SITUACIÓN DEL TDAH EN ATENCIÓN PRIMARIA

     En los últimos años se está produciendo en España una
importante divulgación del TDAH, pero la realidad es que la atención
de este trastorno no se realiza de forma adecuada y está
dispersa entre diversas disciplinas médicas. En general los pediatras
y médicos de atención primaria (AP) desean ayudar, tratar
y seguir a estos niños pero muchos de ellos se sienten inseguros
debido a varias causas:
• Inadecuada preparación clínica para hacer el diagnóstico,
diagnóstico diferencial, así como la prescripción de tratamientos
e intervenciones educativas
• Falta de una adecuada herramienta validada para AP: los
cuestionarios que hay están validados en ambientes psiquiátricos,
la decisión de si la conducta es normal o anormal está
basada en la respuesta de informantes y el juicio clínico se
basa en la información y subjetividad de los observadores.
• Alta comorbilidad del cuadro.
• Efectos secundarios del tratamiento.
• Falta de tiempo. La evaluación y tratamiento de estos cuadros
puede tener un importante impacto en la carga de trabajo
de los profesionales.
• Falta de apoyo de los especialistas. Muchas veces el pediatra
de AP no cuenta con la colaboración de los especialistas
y no tiene o no sabe dónde enviar al paciente.
• Actitudes de algunos profesionales que piensan que el control
clínico de estos niños es sólo responsabilidad exclusiva
del especialista.
• Problemas que pueden surgir durante el tratamiento: rechazo
de los padres y profesionales a aceptar el diagnóstico,
miedo a la medicación por parte de padres, hijos y profesionales,
falta de colaboración de la familia y de los colegios
(apoyo enseñanza, toma medicación, aislamiento para que
no molesten).
No obstante, debemos tener presente que el pediatra de AP
atiende al niño durante un amplio período de tiempo, desde el
nacimiento hasta los 14-15 años, y es el encargado de asegurar
su salud física, psicológica, emocional y social. Dada la alta
prevalencia, las graves consecuencias para la educación, el desarrollo
e integración social del niño, así como sus implicaciones
para la vida adulta, hacen necesaria una adecuada preparación
del pediatra de AP y la puesta en marcha de programas de captación
y actuación coordinada de los equipos de AP con centros
educativos y diferentes profesionales. En algunas comunidades
se está trabajando para incluir este trastorno en la cartera
de servicios de la administración. En la tabla VII podemos ver
las actividades que el pediatra/médico de AP puede realizar
según su situación, medios de que disponga, formación y complejidad
del caso.
Detección precoz
Existen evidencias en nuestro medio de que muchos niños
que cumplen los criterios del trastorno permanecen sin detectar.

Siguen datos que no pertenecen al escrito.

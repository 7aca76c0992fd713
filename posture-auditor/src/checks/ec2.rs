/*!
Checks for self-owned Amazon Machine Images
*/

use std::sync::Arc;

use async_stream::try_stream;
use futures::Stream;
use serde_json::{Value, json};

use super::{array, string};
use crate::core::context::RunContext;
use crate::core::error::{CheckError, RegistryError};
use crate::core::finding::{BEST_PRACTICES_TYPE, Finding, FindingBuilder, SeverityLabel};
use crate::core::registry::CheckRegistry;
use crate::register_check;

const GROUP: &str = "ec2";

pub fn register(registry: &mut CheckRegistry) -> Result<(), RegistryError> {
    register_check!(registry, GROUP, public_ami_check)?;
    register_check!(registry, GROUP, encrypted_ami_check)?;
    Ok(())
}

/// Images owned by the audited account, listed once per run
async fn describe_images(ctx: &RunContext) -> Result<Arc<Value>, CheckError> {
    let request = json!({
        "Filters": [{ "Name": "owner-id", "Values": [&*ctx.account_id] }]
    });
    Ok(ctx
        .cached("ec2.describe_images", "ec2", "DescribeImages", request)
        .await?)
}

/// Builder pre-filled with what both image checks share
fn image_finding(ctx: &RunContext, slug: &str, image: &Value) -> Result<FindingBuilder, CheckError> {
    let image_id = string(image, "ImageId")?;
    let arn = ctx.arn("ec2", &ctx.region, "", &format!("image/{image_id}"));
    Ok(ctx
        .finding(slug)
        .finding_type(BEST_PRACTICES_TYPE)
        .finding_type("Effects/Data Exposure")
        .resource("AwsEc2Image", arn)
        .details(json!({
            "Other": {
                "ImageId": image_id,
                "ImageCreatedDate": image.get("CreationDate").and_then(Value::as_str).unwrap_or_default(),
            }
        })))
}

/// `Encrypted` flag of every EBS block device mapping on an image
fn ebs_encryption(image: &Value) -> Vec<bool> {
    image
        .get("BlockDeviceMappings")
        .and_then(Value::as_array)
        .map(Vec::as_slice)
        .unwrap_or_default()
        .iter()
        .filter_map(|mapping| mapping.get("Ebs")?.get("Encrypted")?.as_bool())
        .collect()
}

/// [AMI.1] Self-managed Amazon Machine Images (AMIs) should not be public
pub fn public_ami_check(ctx: RunContext) -> impl Stream<Item = Result<Finding, CheckError>> {
    try_stream! {
        let images = describe_images(&ctx).await?;
        for image in array(&images, "Images")? {
            let name = string(image, "Name")?;
            let public = image.get("Public").and_then(Value::as_bool).unwrap_or(false);
            let builder = image_finding(&ctx, "public-ami", image)?
                .title("[AMI.1] Self-managed Amazon Machine Images (AMIs) should not be public")
                .remediation(
                    "If your AMI is not intended to be public refer to the Sharing an AMI with Specific AWS Accounts section of the EC2 user guide",
                    "https://docs.aws.amazon.com/AWSEC2/latest/UserGuide/sharingamis-explicit.html",
                )
                .related_requirements([
                    "NIST CSF PR.AC-3",
                    "NIST SP 800-53 AC-1",
                    "NIST SP 800-53 AC-17",
                    "NIST SP 800-53 SC-15",
                    "AICPA TSC CC6.6",
                    "ISO 27001:2013 A.13.1.1",
                ]);

            let finding = if public {
                builder
                    .severity(SeverityLabel::Critical)
                    .description(format!(
                        "Amazon Machine Image (AMI) {name} is exposed to the public. Refer to the remediation instructions if this configuration is not intended"
                    ))
                    .failed()
            } else {
                builder
                    .description(format!("Amazon Machine Image (AMI) {name} is private."))
                    .passed()
            };
            yield finding.build()?;
        }
    }
}

/// [AMI.2] Self-managed Amazon Machine Images (AMIs) should be encrypted
///
/// An image passes when every EBS mapping is encrypted; images without EBS
/// mappings are skipped.
pub fn encrypted_ami_check(ctx: RunContext) -> impl Stream<Item = Result<Finding, CheckError>> {
    try_stream! {
        let images = describe_images(&ctx).await?;
        for image in array(&images, "Images")? {
            let name = string(image, "Name")?;
            let encryption = ebs_encryption(image);
            if encryption.is_empty() {
                continue;
            }

            let builder = image_finding(&ctx, "encrypted-ami", image)?
                .title("[AMI.2] Self-managed Amazon Machine Images (AMIs) should be encrypted")
                .remediation(
                    "If your AMI should be encrypted refer to the Image-Copying Scenarios section of the EC2 user guide",
                    "https://docs.aws.amazon.com/AWSEC2/latest/UserGuide/AMIEncryption.html#AMI-encryption-copy",
                )
                .related_requirements([
                    "NIST CSF PR.DS-1",
                    "NIST SP 800-53 MP-8",
                    "NIST SP 800-53 SC-12",
                    "NIST SP 800-53 SC-28",
                    "AICPA TSC CC6.1",
                    "ISO 27001:2013 A.8.2.3",
                ]);

            let finding = if encryption.iter().all(|encrypted| *encrypted) {
                builder
                    .description(format!("Amazon Machine Image (AMI) {name} is encrypted."))
                    .passed()
            } else {
                builder
                    .severity(SeverityLabel::High)
                    .description(format!(
                        "Amazon Machine Image (AMI) {name} is not encrypted. Refer to the remediation instructions if this configuration is not intended"
                    ))
                    .failed()
            };
            yield finding.build()?;
        }
    }
}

Estos niños tienen un alto riesgo para el desarrollo de sus cerebros
durante un periodo crítico, además de los problemas comórbidos
que empeoran el pronóstico. Según algunos estudios, sólo
el 2-3% de los niños en edad escolar están siendo adecuadamente
diagnosticados y tratados. Es necesario estar alerta ante
determinadas situaciones:
1. En los controles periódicos de salud del niño y adolescente
se realizará una historia clínica detallada, exploración completa
incluyendo visión, audición, examen psicológico y observación
del niño en diferentes ambientes. Es importante preguntar
a los padres y también al propio niño cómo le va en el colegio,
si va contento, si hay problemas de aprendizaje, cómo es
su comportamiento en el colegio, en casa y con los amigos, y
si tiene problemas para acabar las tareas escolares.
2. Padres que vienen angustiados por niños impulsivos que
molestan a los compañeros, se pelean, tienen actitud de oposición,
o trastornos de la conducta.
3. Mal rendimiento escolar, dificultades académicas, repetición
de cursos, se despista, dificultad para concentrarse.
4. Niños con etiquetas “podría hacer más si quisiera” Cuando
un niño no hace más de lo que puede hay qué investigar
que esta pasando.
5. Niños y adolescentes rebotados de múltiples gabinetes psicopedagógicos.
6. Adolescentes problemáticos y con conductas de riesgo:
consumo de drogas, riesgo sexual, accidentes, problemas
de conducta, robos.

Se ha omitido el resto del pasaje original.